WORK INSTRUCTION: Determine how many lines of the material hold the word "closes", and answer with the number only.

RECORDS SUPPLIED:
-=-=-

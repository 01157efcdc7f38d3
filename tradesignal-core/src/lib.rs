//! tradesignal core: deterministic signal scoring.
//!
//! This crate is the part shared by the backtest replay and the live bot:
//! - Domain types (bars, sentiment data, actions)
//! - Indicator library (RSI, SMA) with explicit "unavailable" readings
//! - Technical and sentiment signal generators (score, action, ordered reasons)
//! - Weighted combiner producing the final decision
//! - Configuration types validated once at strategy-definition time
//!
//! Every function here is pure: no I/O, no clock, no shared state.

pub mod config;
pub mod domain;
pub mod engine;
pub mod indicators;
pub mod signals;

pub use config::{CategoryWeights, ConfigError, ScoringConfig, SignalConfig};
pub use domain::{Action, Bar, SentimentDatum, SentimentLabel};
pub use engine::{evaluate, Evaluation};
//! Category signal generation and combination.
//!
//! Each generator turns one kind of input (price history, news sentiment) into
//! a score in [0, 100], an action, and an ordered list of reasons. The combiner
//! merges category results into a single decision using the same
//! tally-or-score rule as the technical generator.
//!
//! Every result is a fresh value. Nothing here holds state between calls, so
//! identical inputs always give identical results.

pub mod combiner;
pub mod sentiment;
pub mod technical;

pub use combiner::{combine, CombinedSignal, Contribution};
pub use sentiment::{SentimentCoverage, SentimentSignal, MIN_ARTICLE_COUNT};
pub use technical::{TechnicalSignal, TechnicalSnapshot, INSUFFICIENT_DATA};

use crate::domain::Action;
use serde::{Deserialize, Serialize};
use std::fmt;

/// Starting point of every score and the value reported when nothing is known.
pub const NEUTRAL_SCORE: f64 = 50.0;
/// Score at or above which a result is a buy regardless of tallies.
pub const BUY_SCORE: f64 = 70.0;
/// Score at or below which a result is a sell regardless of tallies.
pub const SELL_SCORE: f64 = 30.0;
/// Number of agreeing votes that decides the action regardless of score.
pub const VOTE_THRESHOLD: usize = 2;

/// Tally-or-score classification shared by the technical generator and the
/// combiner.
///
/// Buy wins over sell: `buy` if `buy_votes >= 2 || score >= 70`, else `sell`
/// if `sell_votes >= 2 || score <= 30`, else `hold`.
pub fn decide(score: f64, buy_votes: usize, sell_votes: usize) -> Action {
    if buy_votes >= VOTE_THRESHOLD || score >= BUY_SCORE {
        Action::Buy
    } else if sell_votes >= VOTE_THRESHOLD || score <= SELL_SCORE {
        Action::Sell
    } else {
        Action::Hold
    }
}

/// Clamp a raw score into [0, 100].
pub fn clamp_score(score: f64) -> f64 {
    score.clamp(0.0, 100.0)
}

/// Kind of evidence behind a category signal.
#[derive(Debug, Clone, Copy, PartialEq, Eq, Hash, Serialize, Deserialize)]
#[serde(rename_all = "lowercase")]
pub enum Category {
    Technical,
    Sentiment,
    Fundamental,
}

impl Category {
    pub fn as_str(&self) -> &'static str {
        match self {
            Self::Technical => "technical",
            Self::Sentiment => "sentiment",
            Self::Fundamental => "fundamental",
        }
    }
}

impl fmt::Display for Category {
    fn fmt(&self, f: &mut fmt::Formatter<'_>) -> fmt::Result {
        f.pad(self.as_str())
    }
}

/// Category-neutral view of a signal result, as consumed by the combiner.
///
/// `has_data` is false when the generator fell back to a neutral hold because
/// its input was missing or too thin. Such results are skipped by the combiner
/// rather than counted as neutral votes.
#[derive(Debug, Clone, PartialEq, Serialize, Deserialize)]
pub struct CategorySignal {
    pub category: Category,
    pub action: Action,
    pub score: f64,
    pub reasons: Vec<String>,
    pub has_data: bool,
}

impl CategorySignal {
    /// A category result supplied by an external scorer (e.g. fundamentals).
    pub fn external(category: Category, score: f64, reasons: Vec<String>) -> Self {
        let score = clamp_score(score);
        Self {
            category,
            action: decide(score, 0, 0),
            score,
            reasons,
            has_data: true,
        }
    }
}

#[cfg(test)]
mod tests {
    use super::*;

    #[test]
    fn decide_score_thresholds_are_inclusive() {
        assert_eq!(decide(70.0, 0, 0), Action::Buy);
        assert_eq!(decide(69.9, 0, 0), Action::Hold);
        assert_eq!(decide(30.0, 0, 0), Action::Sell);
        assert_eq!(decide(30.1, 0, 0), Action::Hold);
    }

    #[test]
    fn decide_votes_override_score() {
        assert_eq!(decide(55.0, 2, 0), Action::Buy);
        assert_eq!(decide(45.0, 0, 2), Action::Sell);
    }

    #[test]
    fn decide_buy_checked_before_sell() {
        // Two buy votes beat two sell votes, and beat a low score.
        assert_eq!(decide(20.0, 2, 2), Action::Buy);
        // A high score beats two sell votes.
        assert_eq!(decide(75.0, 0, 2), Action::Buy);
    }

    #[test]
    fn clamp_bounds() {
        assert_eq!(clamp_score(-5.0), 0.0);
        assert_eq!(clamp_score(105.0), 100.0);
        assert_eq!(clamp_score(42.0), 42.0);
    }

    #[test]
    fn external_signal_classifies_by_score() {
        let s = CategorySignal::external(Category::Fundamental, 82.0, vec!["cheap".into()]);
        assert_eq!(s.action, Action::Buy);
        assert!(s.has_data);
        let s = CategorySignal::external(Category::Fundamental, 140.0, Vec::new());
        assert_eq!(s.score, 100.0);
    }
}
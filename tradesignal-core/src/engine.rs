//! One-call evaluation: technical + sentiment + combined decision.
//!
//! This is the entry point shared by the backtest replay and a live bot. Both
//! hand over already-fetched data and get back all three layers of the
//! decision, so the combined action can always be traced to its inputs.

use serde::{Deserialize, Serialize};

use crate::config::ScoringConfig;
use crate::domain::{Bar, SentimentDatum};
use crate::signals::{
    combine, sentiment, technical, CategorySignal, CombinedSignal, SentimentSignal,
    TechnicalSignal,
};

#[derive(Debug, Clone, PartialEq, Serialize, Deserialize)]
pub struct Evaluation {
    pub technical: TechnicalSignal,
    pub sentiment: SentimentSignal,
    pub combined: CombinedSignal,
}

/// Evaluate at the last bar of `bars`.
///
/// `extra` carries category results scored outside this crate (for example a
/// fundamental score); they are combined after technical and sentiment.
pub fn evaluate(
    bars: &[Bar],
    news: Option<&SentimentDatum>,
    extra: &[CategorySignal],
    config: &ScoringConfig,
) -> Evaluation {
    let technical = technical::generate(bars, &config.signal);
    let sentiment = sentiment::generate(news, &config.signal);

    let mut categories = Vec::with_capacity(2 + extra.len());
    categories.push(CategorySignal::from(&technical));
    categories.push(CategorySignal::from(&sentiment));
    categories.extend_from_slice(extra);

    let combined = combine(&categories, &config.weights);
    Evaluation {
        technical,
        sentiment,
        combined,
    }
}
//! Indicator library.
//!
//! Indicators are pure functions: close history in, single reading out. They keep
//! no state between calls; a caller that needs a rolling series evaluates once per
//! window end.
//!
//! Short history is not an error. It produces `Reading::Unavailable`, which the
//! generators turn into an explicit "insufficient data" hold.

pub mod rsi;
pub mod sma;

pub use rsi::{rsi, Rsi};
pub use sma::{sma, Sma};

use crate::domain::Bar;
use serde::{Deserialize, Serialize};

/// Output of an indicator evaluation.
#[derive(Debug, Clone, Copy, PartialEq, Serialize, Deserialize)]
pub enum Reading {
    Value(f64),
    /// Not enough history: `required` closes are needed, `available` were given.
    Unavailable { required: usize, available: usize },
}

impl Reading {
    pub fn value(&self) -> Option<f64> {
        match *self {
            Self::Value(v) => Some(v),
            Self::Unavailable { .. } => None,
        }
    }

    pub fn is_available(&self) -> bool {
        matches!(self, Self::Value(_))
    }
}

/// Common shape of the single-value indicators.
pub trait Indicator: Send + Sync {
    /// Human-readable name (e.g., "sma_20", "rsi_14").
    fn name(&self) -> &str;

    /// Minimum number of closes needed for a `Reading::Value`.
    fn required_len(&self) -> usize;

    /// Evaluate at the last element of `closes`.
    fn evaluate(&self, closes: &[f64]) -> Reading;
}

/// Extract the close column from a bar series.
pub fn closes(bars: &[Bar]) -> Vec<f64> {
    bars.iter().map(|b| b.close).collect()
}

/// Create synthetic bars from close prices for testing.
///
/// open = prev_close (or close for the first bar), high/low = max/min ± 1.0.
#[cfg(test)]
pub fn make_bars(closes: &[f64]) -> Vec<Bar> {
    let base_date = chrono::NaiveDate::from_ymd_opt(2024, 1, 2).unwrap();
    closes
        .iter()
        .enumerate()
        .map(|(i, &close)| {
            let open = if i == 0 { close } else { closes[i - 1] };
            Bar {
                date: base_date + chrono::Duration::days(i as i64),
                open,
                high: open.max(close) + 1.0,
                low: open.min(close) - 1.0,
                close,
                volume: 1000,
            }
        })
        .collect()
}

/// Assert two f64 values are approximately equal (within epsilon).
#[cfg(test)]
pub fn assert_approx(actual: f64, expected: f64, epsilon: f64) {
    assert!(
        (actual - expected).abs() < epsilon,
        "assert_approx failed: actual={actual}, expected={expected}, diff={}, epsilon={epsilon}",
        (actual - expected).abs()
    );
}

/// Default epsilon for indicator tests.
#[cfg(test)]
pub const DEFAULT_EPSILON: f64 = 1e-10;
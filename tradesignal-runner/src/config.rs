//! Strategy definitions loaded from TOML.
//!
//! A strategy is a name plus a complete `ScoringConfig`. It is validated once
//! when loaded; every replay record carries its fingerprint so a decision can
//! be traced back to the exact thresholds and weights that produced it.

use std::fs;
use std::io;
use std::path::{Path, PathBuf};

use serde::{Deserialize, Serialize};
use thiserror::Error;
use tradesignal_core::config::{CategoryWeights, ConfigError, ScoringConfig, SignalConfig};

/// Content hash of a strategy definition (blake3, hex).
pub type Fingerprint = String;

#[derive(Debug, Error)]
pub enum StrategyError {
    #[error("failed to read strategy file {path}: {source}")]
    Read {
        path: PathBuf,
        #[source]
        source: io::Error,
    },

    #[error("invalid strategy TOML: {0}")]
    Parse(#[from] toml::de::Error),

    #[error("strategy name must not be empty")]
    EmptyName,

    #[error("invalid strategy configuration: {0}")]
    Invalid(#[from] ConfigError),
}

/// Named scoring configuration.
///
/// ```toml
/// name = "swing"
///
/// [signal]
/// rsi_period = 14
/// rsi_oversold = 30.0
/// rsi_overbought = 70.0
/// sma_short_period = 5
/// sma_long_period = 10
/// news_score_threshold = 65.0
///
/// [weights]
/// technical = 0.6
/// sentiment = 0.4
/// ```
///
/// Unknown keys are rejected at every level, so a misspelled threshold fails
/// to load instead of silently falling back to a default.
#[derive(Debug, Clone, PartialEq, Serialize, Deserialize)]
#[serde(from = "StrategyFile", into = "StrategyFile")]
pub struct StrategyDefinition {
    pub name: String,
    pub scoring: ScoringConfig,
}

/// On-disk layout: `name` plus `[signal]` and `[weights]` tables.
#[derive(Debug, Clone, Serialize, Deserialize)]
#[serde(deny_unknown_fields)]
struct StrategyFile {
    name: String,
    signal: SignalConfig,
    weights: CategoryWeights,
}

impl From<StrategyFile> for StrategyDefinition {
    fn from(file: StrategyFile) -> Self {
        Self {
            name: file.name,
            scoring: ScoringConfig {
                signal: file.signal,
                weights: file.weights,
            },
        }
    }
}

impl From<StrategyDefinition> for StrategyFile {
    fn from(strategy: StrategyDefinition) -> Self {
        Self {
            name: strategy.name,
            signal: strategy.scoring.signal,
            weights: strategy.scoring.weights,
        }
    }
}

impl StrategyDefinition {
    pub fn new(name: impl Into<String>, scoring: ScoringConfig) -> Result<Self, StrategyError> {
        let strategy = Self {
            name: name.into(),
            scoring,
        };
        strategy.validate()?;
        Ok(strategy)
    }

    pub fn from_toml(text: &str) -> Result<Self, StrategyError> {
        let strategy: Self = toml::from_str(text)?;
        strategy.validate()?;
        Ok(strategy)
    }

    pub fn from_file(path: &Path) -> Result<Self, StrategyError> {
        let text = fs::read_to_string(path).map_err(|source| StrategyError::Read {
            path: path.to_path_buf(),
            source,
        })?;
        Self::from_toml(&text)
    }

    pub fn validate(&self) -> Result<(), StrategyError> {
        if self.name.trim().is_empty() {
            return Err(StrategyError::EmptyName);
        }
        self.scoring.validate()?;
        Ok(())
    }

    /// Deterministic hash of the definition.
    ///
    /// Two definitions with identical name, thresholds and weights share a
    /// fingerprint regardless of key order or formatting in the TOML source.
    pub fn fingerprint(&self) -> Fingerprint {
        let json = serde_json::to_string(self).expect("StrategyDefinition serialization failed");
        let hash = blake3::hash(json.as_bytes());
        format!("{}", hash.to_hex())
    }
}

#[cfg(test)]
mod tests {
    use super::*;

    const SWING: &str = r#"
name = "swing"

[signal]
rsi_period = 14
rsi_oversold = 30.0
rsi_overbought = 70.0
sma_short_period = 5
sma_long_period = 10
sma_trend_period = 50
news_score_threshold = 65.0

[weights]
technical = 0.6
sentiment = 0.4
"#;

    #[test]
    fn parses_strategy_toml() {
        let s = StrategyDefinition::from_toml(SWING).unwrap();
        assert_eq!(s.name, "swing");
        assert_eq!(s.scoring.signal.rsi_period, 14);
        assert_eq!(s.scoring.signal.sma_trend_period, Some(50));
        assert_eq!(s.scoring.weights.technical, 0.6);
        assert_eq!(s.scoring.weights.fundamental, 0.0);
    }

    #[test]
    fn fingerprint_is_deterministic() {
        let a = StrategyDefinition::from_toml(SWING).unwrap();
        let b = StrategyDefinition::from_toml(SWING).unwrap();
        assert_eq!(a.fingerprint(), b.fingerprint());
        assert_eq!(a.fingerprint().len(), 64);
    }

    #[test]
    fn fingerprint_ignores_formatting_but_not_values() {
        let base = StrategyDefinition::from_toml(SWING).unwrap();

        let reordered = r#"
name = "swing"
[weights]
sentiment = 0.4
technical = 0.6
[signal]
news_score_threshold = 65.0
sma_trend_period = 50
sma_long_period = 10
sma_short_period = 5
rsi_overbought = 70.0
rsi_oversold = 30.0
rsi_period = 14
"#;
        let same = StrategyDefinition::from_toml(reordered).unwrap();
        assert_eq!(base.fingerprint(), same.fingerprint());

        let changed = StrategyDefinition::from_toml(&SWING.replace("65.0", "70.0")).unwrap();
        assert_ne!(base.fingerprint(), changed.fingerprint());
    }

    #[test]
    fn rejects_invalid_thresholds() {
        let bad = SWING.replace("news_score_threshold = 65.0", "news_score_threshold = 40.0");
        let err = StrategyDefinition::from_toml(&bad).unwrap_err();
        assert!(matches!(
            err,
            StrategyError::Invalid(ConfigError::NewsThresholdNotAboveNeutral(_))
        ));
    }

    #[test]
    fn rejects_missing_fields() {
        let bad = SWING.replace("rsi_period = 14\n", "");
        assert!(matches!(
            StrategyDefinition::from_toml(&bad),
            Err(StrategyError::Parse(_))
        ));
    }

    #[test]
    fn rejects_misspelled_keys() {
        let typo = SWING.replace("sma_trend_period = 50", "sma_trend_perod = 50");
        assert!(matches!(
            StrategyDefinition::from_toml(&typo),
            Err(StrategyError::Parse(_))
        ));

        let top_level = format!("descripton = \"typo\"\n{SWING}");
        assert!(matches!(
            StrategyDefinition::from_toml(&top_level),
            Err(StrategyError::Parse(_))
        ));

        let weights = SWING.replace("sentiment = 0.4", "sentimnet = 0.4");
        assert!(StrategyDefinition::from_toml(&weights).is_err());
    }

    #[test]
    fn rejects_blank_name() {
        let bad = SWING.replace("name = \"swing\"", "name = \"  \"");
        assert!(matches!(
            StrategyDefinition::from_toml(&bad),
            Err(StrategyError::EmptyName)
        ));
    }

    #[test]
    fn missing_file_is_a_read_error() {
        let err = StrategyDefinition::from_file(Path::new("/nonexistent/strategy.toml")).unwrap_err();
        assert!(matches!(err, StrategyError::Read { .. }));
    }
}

-=-=-

RESULT OF THIS EXERCISE: 8